Les limites du Lean startup

Malgré ce tableau idyllique, la méthode Lean startup montre quelques limites. Elle peut notamment décourager les entrepreneurs en cas d’absence de résultats (et donc de succès pour leur entreprise). De plus, à cause de son côté « inabouti », le MVP, ou produit minimum viable, peut dissuader certains utilisateurs de devenir des futurs clients de l’entreprise.

On reproche aussi parfois à la méthode Lean startup de délaisser la gestion de « l’humain » dans l’entreprise pour se focaliser uniquement sur la performance. Le côté intuitif est également mis de côté, alors qu’il peut aussi aboutir à l’innovation tant recherchée.

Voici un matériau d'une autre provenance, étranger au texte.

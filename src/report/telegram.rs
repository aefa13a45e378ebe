use super::Notifier;
use crate::app_config::TelegramConfig;
use crate::error::NotificationError;
use anyhow::{Context, Result};
use futures::future::BoxFuture;
use reqwest::Client;
use serde::Deserialize;
use serde_json::json;
use std::time::Duration;
use tracing::{debug, info};

pub const TELEGRAM_API_BASE: &str = "https://api.telegram.org";
pub const TELEGRAM_TIMEOUT: Duration = Duration::from_secs(10);

/// Sends messages through the Telegram Bot API `sendMessage` method.
pub struct TelegramNotifier {
    client: Client,
    config: TelegramConfig,
    api_base: String,
}

#[derive(Debug, Deserialize)]
struct TelegramResponse {
    #[serde(default = "default_ok")]
    ok: bool,
    #[serde(default)]
    description: Option<String>,
}

fn default_ok() -> bool {
    true
}

impl TelegramNotifier {
    pub fn new(config: TelegramConfig) -> Result<Self> {
        Self::with_api_base(config, TELEGRAM_API_BASE)
    }

    pub fn with_api_base(config: TelegramConfig, api_base: impl Into<String>) -> Result<Self> {
        let client = Client::builder()
            .timeout(TELEGRAM_TIMEOUT)
            .build()
            .context("Failed to build Telegram HTTP client")?;

        info!(chat = %config.masked_chat_id(), "Telegram notifications enabled");

        Ok(Self {
            client,
            config,
            api_base: api_base.into(),
        })
    }

    fn send_url(&self) -> String {
        format!("{}/bot{}/sendMessage", self.api_base, self.config.bot_token)
    }

    async fn send_message(&self, message: &str) -> Result<(), NotificationError> {
        let payload = json!({
            "chat_id": self.config.chat_id,
            "text": message,
            "parse_mode": "HTML",
        });

        debug!(chat = %self.config.masked_chat_id(), "sending Telegram message");
        let res = self.client.post(self.send_url()).json(&payload).send().await?;

        let status = res.status();
        let body = res.text().await.unwrap_or_default();

        if !status.is_success() {
            return Err(NotificationError::Rejected(format!("HTTP {}: {}", status, body)));
        }

        // A 2xx with "ok": false is still a rejection
        match serde_json::from_str::<TelegramResponse>(&body) {
            Ok(resp) if !resp.ok => Err(NotificationError::Rejected(
                resp.description.unwrap_or_else(|| "ok=false".to_string()),
            )),
            _ => Ok(()),
        }
    }
}

impl Notifier for TelegramNotifier {
    fn send<'a>(&'a self, message: &'a str) -> BoxFuture<'a, Result<(), NotificationError>> {
        Box::pin(self.send_message(message))
    }
}

#[cfg(test)]
mod tests {
    use super::*;

    #[test]
    fn test_send_url() {
        let notifier = TelegramNotifier::with_api_base(
            TelegramConfig {
                bot_token: "123:abc".into(),
                chat_id: "-100987654321".into(),
            },
            "http://localhost:9999",
        )
        .unwrap();

        assert_eq!(notifier.send_url(), "http://localhost:9999/bot123:abc/sendMessage");
    }

    #[test]
    fn test_response_ok_flag() {
        let resp: TelegramResponse = serde_json::from_str(r#"{"ok": false, "description": "chat not found"}"#).unwrap();
        assert!(!resp.ok);
        assert_eq!(resp.description.as_deref(), Some("chat not found"));

        let resp: TelegramResponse = serde_json::from_str("{}").unwrap();
        assert!(resp.ok);
    }
}
pub mod analyzer;
pub mod strikes;

pub use analyzer::{analyze, OiTotals};
pub use strikes::{select_window, StrikeWindow};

La méthode Lean startup comporte quelques risques. Par exemple, l’entrepreneur peut renoncer à un projet à cause des mauvais retours d’utilisateurs lors de l’étape test, en oubliant qu’il peut y avoir un effet communautaire (la personne décide d’adopter l’innovation, car sa communauté a choisi de l’adopter).

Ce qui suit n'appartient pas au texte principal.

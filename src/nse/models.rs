use crate::error::ParseError;
use crate::models::{OptionType, RawChainEntry};
use serde::{Deserialize, Serialize};

#[derive(Debug, Clone, Serialize, Deserialize)]
pub struct ContractInfo {
    #[serde(rename = "expiryDates", default)]
    pub expiry_dates: Vec<String>,
}

/// Response of the option-chain-v3 endpoint. The exchange has shipped rows
/// both under `records` and at the top level, so both are optional.
#[derive(Debug, Clone, Default, Serialize, Deserialize)]
pub struct OptionChain {
    #[serde(default)]
    pub records: Option<Records>,

    #[serde(default)]
    pub data: Option<Vec<OptionData>>,

    #[serde(rename = "underlyingValue", default)]
    pub underlying_value: Option<f64>,
}

#[derive(Debug, Clone, Default, Serialize, Deserialize)]
pub struct Records {
    #[serde(default)]
    pub timestamp: Option<String>,

    #[serde(rename = "underlyingValue", default)]
    pub underlying_value: Option<f64>,

    #[serde(default)]
    pub data: Vec<OptionData>,
}

/// Option data for each strike price
#[derive(Debug, Clone, Default, Serialize, Deserialize)]
pub struct OptionData {
    #[serde(rename = "strikePrice", default)]
    pub strike_price: Option<f64>,

    #[serde(rename = "CE", default)]
    pub call: Option<OptionDetail>,

    #[serde(rename = "PE", default)]
    pub put: Option<OptionDetail>,
}

/// One CE or PE leg as sent by the exchange
#[derive(Debug, Clone, Default, Serialize, Deserialize)]
pub struct OptionDetail {
    #[serde(rename = "underlyingValue", default)]
    pub underlying_value: Option<f64>,

    #[serde(rename = "openInterest", default)]
    pub open_interest: Option<f64>,

    #[serde(rename = "changeinOpenInterest", default)]
    pub change_in_oi: Option<f64>,
}

impl OptionChain {
    fn rows(&self) -> &[OptionData] {
        match &self.records {
            Some(records) if !records.data.is_empty() => &records.data,
            _ => self.data.as_deref().unwrap_or(&[]),
        }
    }

    /// Underlying price: records, then top level, then the first CE leg,
    /// then the first PE leg.
    pub fn underlying_value(&self) -> Option<f64> {
        let from_records = self.records.as_ref().and_then(|r| r.underlying_value);
        let rows = self.rows();

        from_records
            .or(self.underlying_value)
            .or_else(|| {
                rows.first()
                    .and_then(|r| r.call.as_ref())
                    .and_then(|leg| leg.underlying_value)
                    .filter(|v| *v != 0.0)
            })
            .or_else(|| {
                rows.first()
                    .and_then(|r| r.put.as_ref())
                    .and_then(|leg| leg.underlying_value)
                    .filter(|v| *v != 0.0)
            })
    }

    /// Validate the payload into typed entries, one per present leg.
    pub fn into_entries(self) -> Result<Vec<RawChainEntry>, ParseError> {
        let underlying = match self.underlying_value() {
            Some(v) if !v.is_finite() || v <= 0.0 => return Err(ParseError::InvalidUnderlying(v)),
            other => other,
        };

        let rows = self.rows();
        let mut entries = Vec::with_capacity(rows.len() * 2);

        for (row, data) in rows.iter().enumerate() {
            let strike = data.strike_price.ok_or(ParseError::MissingStrike { row })?;
            if !strike.is_finite() || strike <= 0.0 {
                return Err(ParseError::InvalidStrike { row, strike });
            }

            let legs = [(OptionType::Call, &data.call), (OptionType::Put, &data.put)];
            for (option_type, leg) in legs {
                if let Some(leg) = leg {
                    entries.push(parse_leg(row, strike, option_type, leg, underlying)?);
                }
            }
        }

        Ok(entries)
    }
}

fn parse_leg(
    row: usize,
    strike: f64,
    option_type: OptionType,
    leg: &OptionDetail,
    underlying: Option<f64>,
) -> Result<RawChainEntry, ParseError> {
    let name = option_type.as_str();

    // Untraded legs come without OI fields
    let open_interest = leg.open_interest.unwrap_or(0.0);
    if !open_interest.is_finite() || open_interest < 0.0 {
        return Err(ParseError::InvalidOpenInterest { row, leg: name, value: open_interest });
    }

    let change_in_oi = leg.change_in_oi.unwrap_or(0.0);
    if !change_in_oi.is_finite() {
        return Err(ParseError::InvalidChangeInOpenInterest { row, leg: name, value: change_in_oi });
    }

    Ok(RawChainEntry {
        strike_price: strike,
        option_type,
        open_interest,
        change_in_oi,
        underlying_price: underlying,
    })
}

Il y a aussi d’autres pièges à éviter, comme l’explique Bruno Wattenbergh, ambassadeur innovation de l’entreprise EY Belgique. Par exemple, accorder trop d’importance à la solution réclamée par le client, « alors qu’il faut d’abord et surtout se concentrer sur le problème ».

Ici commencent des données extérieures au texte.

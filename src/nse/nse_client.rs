use super::config;
use super::models::{ContractInfo, OptionChain};
use crate::batch::ChainSource;
use crate::error::DataSourceError;
use crate::models::RawChainEntry;
use anyhow::{Context, Result};
use chrono::NaiveDate;
use futures::future::BoxFuture;
use rand::{seq::SliceRandom, thread_rng};
use reqwest::{header, Client, StatusCode};
use std::sync::Arc;
use std::time::Duration;
use tokio::sync::RwLock;
use tokio_retry::strategy::ExponentialBackoff;
use tokio_retry::RetryIf;
use tracing::{debug, warn};

// -----------------------------------------------
// CLIENT WRAPPER WITH SESSION STATE
// -----------------------------------------------
pub struct NSEClient {
    client: Client,
    warmed_up: Arc<RwLock<bool>>,
}

/// Nearest expiry strictly after `today`; falls back to the earliest parsable
/// expiry when every date is today or in the past.
pub fn select_expiry(expiry_dates: &[String], today: NaiveDate) -> Option<&String> {
    let mut parsed: Vec<(NaiveDate, &String)> = expiry_dates
        .iter()
        .filter_map(|s| match NaiveDate::parse_from_str(s, config::EXPIRY_FORMAT) {
            Ok(date) => Some((date, s)),
            Err(e) => {
                warn!(expiry = %s, error = %e, "skipping unparsable expiry date");
                None
            }
        })
        .collect();

    parsed.sort_by_key(|(date, _)| *date);

    parsed
        .iter()
        .find(|(date, _)| *date > today)
        .or_else(|| parsed.first())
        .map(|(_, s)| *s)
}

impl NSEClient {
    pub fn new() -> Result<Self> {
        Ok(Self {
            client: build_client()?,
            warmed_up: Arc::new(RwLock::new(false)),
        })
    }

    /// Warmup NSE session (only once per client). Best effort: a failed
    /// warmup is logged and the API calls are attempted anyway.
    async fn warmup_if_needed(&self) {
        if *self.warmed_up.read().await {
            return;
        }

        let mut warmed = self.warmed_up.write().await;
        if !*warmed {
            let res = self
                .client
                .get(config::NSE_OPTION_CHAIN_PAGE)
                .header(header::ACCEPT, config::HEADER_ACCEPT_HTML)
                .send()
                .await;

            if let Err(e) = res {
                warn!(error = %e, "NSE session warmup failed");
            }

            tokio::time::sleep(Duration::from_millis(config::WARMUP_DELAY_MS)).await;
            *warmed = true;
        }
    }

    /// GET a JSON document, retrying transport failures, 429 and 5xx.
    async fn fetch_json(&self, url: &str) -> Result<String, DataSourceError> {
        self.warmup_if_needed().await;

        let backoff = ExponentialBackoff::from_millis(config::RETRY_BASE_DELAY_MS)
            .factor(config::RETRY_FACTOR)
            .max_delay(Duration::from_secs(config::RETRY_MAX_DELAY_SECS))
            .take(config::RETRY_MAX_ATTEMPTS);

        RetryIf::spawn(backoff, || self.fetch_once(url), is_retryable).await
    }

    async fn fetch_once(&self, url: &str) -> Result<String, DataSourceError> {
        let res = self
            .client
            .get(url)
            .header(header::REFERER, config::HEADER_REFERER)
            .header("X-Requested-With", config::HEADER_X_REQUESTED_WITH)
            .send()
            .await?;

        let status = res.status();
        debug!(url, status = status.as_u16(), "NSE response");

        if status.is_success() {
            let text = res.text().await?;

            let trimmed = text.trim();
            if !trimmed.starts_with('{') && !trimmed.starts_with('[') {
                return Err(DataSourceError::NonJson(preview(&text)));
            }

            Ok(text)
        } else {
            let body = res.text().await.unwrap_or_default();
            Err(DataSourceError::Status {
                status: status.as_u16(),
                preview: preview(&body),
            })
        }
    }

    // -----------------------------------------------
    // STEP 1: FETCH CONTRACT INFO
    // -----------------------------------------------
    pub async fn fetch_contract_info(&self, symbol: &str) -> Result<ContractInfo, DataSourceError> {
        let url = config::nse_contract_info_url(symbol);
        let text = self.fetch_json(&url).await?;
        Ok(serde_json::from_str(&text)?)
    }

    // -----------------------------------------------
    // STEP 2: FETCH OPTION CHAIN
    // -----------------------------------------------
    pub async fn fetch_option_chain(
        &self,
        symbol: &str,
        expiry: &str,
    ) -> Result<OptionChain, DataSourceError> {
        let url = config::nse_option_chain_url(config::EQUITY_TYPE, symbol, expiry);
        let text = self.fetch_json(&url).await?;
        Ok(serde_json::from_str(&text)?)
    }

    /// Contract info, expiry selection and chain fetch for one stock.
    pub async fn fetch_stock_chain(&self, symbol: &str) -> Result<Vec<RawChainEntry>, DataSourceError> {
        let info = self.fetch_contract_info(symbol).await?;

        let today = config::market_now().date_naive();
        let expiry = select_expiry(&info.expiry_dates, today)
            .ok_or_else(|| DataSourceError::NoExpiry(symbol.to_string()))?;
        debug!(symbol, expiry = %expiry, "expiry selected");

        let chain = self.fetch_option_chain(symbol, expiry).await?;
        Ok(chain.into_entries()?)
    }
}

impl ChainSource for NSEClient {
    fn fetch_chain<'a>(
        &'a self,
        symbol: &'a str,
    ) -> BoxFuture<'a, Result<Vec<RawChainEntry>, DataSourceError>> {
        Box::pin(self.fetch_stock_chain(symbol))
    }
}

fn is_retryable(err: &DataSourceError) -> bool {
    match err {
        DataSourceError::Request(_) | DataSourceError::NonJson(_) => true,
        DataSourceError::Status { status, .. } => {
            *status == StatusCode::TOO_MANY_REQUESTS.as_u16() || *status >= 500
        }
        _ => false,
    }
}

fn preview(body: &str) -> String {
    body.chars().take(config::BODY_PREVIEW_CHARS).collect()
}

// -----------------------------------------------
// HTTP CLIENT BUILDER
// -----------------------------------------------
fn build_client() -> Result<Client> {
    let mut headers = header::HeaderMap::new();

    // Rotating Accept-Language headers (fingerprint avoidance)
    let lang = config::ACCEPT_LANGUAGES
        .choose(&mut thread_rng())
        .copied()
        .unwrap_or("en-US,en;q=0.9");
    headers.insert(header::ACCEPT_LANGUAGE, header::HeaderValue::from_str(lang)?);
    headers.insert(header::ACCEPT, header::HeaderValue::from_static("*/*"));

    Client::builder()
        .default_headers(headers)
        .cookie_store(true)
        .user_agent(config::USER_AGENT)
        .timeout(config::HTTP_TIMEOUT)
        .build()
        .context("Failed to build HTTP client")
}

#[cfg(test)]
mod tests {
    use super::*;

    fn dates(items: &[&str]) -> Vec<String> {
        items.iter().map(|s| s.to_string()).collect()
    }

    fn day(y: i32, m: u32, d: u32) -> NaiveDate {
        NaiveDate::from_ymd_opt(y, m, d).unwrap()
    }

    #[test]
    fn test_select_expiry_nearest_future() {
        let expiries = dates(&["27-Nov-2026", "30-Oct-2026", "29-Dec-2026"]);
        let chosen = select_expiry(&expiries, day(2026, 10, 16)).unwrap();
        assert_eq!(chosen, "30-Oct-2026");
    }

    #[test]
    fn test_select_expiry_skips_today() {
        let expiries = dates(&["16-Oct-2026", "30-Oct-2026"]);
        let chosen = select_expiry(&expiries, day(2026, 10, 16)).unwrap();
        assert_eq!(chosen, "30-Oct-2026");
    }

    #[test]
    fn test_select_expiry_falls_back_to_earliest() {
        let expiries = dates(&["25-Sep-2026", "28-Aug-2026"]);
        let chosen = select_expiry(&expiries, day(2026, 10, 16)).unwrap();
        assert_eq!(chosen, "28-Aug-2026");
    }

    #[test]
    fn test_select_expiry_ignores_garbage() {
        let expiries = dates(&["soon", "30-Oct-2026"]);
        assert_eq!(select_expiry(&expiries, day(2026, 10, 16)).unwrap(), "30-Oct-2026");
        assert!(select_expiry(&dates(&["soon"]), day(2026, 10, 16)).is_none());
    }

    #[test]
    fn test_retry_policy() {
        assert!(is_retryable(&DataSourceError::Status { status: 429, preview: String::new() }));
        assert!(is_retryable(&DataSourceError::Status { status: 503, preview: String::new() }));
        assert!(!is_retryable(&DataSourceError::Status { status: 404, preview: String::new() }));
        assert!(!is_retryable(&DataSourceError::NoExpiry("X".into())));
    }
}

Il n’en reste pas moins que la méthode Lean startup demeure aujourd’hui une valeur sûre pour de nombreuses entreprises, qui continuent d’appliquer à la lettre les principes édictés par Eric Ries.

Qu’avons-nous appris ?

  • Le Lean startup a été développé par l’entrepreneur Eric Ries. Expérimenter et apprendre : voilà le moteur de cette méthode. La marche à suivre : préciser l’idée, la tester auprès d’utilisateurs, puis confirmer ou supprimer les hypothèses de départ, inscrire de nouvelles hypothèses, etc. Les entrepreneurs peuvent faire évoluer leur idée afin qu’elle puisse satisfaire les attentes de la cible.
  • De nombreuses startups utilisent la méthode Lean startup pour élaborer des produits/services adaptés aux besoins et problèmes des utilisateurs, sans investir des sommes colossales.
  • Le Lean canvas et le MVP (produit minimum viable) sont deux piliers incontournables de cette méthode. Le Lean canvas est un document vous permettant de formuler vos hypothèses, mais aussi d’inscrire les informations essentielles liées à la création du projet. Il est constitué de plusieurs cases (problème, solution, indicateurs de performance…). Quant au MVP, il constitue le produit « test » et possède déjà des fonctions essentielles aux yeux du client.
  • Dans cette histoire, il ne faut pas partir de la solution, mais du besoin/problème en question. N’oubliez pas : votre vision personnelle peut être très différente de celle des utilisateurs.
  • Pour en savoir plus, n’hésitez pas à consulter le livre d’Eric Ries, Lean startup, adoptez l’innovation continue (éditions Pearson).